┌─ SOURCE MATERIAL
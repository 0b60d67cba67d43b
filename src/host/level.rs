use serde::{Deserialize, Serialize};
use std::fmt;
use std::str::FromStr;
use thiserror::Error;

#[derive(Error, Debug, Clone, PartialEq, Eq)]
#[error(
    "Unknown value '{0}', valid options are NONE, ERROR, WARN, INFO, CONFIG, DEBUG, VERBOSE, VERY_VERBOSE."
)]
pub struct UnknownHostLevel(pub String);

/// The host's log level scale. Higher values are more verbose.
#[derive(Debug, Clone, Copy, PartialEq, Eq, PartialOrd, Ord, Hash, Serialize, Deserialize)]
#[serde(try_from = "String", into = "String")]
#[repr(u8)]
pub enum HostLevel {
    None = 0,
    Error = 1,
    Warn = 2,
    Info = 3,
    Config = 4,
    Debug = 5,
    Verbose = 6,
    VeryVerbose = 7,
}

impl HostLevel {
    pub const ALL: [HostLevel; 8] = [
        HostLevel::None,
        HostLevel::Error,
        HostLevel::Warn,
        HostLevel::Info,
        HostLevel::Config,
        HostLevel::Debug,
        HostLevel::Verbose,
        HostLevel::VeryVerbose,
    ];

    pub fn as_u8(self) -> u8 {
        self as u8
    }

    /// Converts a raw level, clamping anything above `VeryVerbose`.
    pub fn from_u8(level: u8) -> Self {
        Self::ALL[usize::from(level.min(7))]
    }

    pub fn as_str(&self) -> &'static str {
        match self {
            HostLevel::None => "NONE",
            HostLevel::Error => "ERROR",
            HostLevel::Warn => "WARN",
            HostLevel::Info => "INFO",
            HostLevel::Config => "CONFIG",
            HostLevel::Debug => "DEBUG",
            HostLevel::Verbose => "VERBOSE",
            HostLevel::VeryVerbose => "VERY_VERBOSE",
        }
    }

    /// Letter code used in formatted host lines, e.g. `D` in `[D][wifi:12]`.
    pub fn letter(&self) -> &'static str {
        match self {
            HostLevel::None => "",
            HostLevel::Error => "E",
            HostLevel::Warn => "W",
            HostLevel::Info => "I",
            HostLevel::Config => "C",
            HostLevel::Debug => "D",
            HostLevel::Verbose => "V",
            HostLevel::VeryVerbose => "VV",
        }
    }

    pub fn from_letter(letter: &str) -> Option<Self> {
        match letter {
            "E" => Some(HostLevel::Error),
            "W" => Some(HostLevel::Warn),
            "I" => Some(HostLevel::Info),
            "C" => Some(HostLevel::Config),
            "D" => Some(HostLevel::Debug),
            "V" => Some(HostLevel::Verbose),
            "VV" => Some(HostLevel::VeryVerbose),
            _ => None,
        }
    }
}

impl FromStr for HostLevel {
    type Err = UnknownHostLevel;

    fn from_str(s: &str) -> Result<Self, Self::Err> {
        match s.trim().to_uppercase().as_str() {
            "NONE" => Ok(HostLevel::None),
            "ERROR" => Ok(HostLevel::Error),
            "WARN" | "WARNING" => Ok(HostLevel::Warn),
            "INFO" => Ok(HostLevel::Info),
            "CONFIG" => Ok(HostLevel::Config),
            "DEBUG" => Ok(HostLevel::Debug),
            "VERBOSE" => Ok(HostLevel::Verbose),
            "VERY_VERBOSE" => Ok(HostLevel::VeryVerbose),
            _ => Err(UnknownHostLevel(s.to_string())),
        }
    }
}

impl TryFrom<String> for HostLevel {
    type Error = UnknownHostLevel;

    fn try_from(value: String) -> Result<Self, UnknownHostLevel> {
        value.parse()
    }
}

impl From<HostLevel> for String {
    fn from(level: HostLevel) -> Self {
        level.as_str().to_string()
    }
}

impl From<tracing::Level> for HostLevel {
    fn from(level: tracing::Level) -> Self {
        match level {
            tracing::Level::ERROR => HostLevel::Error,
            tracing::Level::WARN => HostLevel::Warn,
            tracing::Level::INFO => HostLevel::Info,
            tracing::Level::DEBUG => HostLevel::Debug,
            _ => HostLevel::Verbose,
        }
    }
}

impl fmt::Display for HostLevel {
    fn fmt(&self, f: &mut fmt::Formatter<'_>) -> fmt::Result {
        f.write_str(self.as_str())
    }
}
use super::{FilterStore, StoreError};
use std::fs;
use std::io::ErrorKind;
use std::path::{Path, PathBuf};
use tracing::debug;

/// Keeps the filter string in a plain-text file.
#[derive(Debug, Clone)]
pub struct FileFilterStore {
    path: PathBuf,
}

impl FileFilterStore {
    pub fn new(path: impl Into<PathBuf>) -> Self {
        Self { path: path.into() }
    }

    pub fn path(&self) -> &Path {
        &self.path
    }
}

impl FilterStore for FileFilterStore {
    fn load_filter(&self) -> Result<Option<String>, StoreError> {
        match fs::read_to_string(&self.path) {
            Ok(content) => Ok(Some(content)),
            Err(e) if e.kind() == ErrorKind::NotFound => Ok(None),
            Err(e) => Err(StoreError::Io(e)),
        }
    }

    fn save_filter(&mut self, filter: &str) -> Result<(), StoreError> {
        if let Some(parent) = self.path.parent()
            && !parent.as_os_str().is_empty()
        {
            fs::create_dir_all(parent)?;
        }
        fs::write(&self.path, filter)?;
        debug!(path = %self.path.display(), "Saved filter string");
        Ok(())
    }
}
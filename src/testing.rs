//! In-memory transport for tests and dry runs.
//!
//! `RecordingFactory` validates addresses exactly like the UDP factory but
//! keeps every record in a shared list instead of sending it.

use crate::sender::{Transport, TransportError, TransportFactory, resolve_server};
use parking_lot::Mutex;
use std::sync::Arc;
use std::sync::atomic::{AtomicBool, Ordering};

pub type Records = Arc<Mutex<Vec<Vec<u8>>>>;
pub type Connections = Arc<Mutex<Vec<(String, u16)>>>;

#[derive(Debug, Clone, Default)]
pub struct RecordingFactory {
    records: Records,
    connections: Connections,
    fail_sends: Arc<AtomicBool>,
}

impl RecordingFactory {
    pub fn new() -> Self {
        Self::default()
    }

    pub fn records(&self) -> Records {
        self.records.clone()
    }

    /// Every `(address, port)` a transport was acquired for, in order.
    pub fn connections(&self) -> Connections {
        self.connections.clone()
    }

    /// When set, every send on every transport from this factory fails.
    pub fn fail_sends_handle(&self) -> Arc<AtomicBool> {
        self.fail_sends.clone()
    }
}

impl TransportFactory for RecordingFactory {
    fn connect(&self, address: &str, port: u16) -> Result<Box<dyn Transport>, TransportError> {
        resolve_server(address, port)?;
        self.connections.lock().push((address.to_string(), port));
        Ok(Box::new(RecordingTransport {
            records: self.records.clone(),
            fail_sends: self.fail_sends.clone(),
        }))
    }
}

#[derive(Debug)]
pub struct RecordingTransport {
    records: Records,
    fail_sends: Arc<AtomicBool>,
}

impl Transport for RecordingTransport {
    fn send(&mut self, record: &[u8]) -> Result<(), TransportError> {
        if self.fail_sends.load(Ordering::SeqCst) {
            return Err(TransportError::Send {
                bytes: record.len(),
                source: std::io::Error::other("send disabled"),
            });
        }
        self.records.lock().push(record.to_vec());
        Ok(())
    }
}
└─
WORK REQUEST - Note each line above that contains "parent" and copy it out.

REPLY -
        if let Some(parent) = self.path.parent()
            && !parent.as_os_str().is_empty()
            fs::create_dir_all(parent)?;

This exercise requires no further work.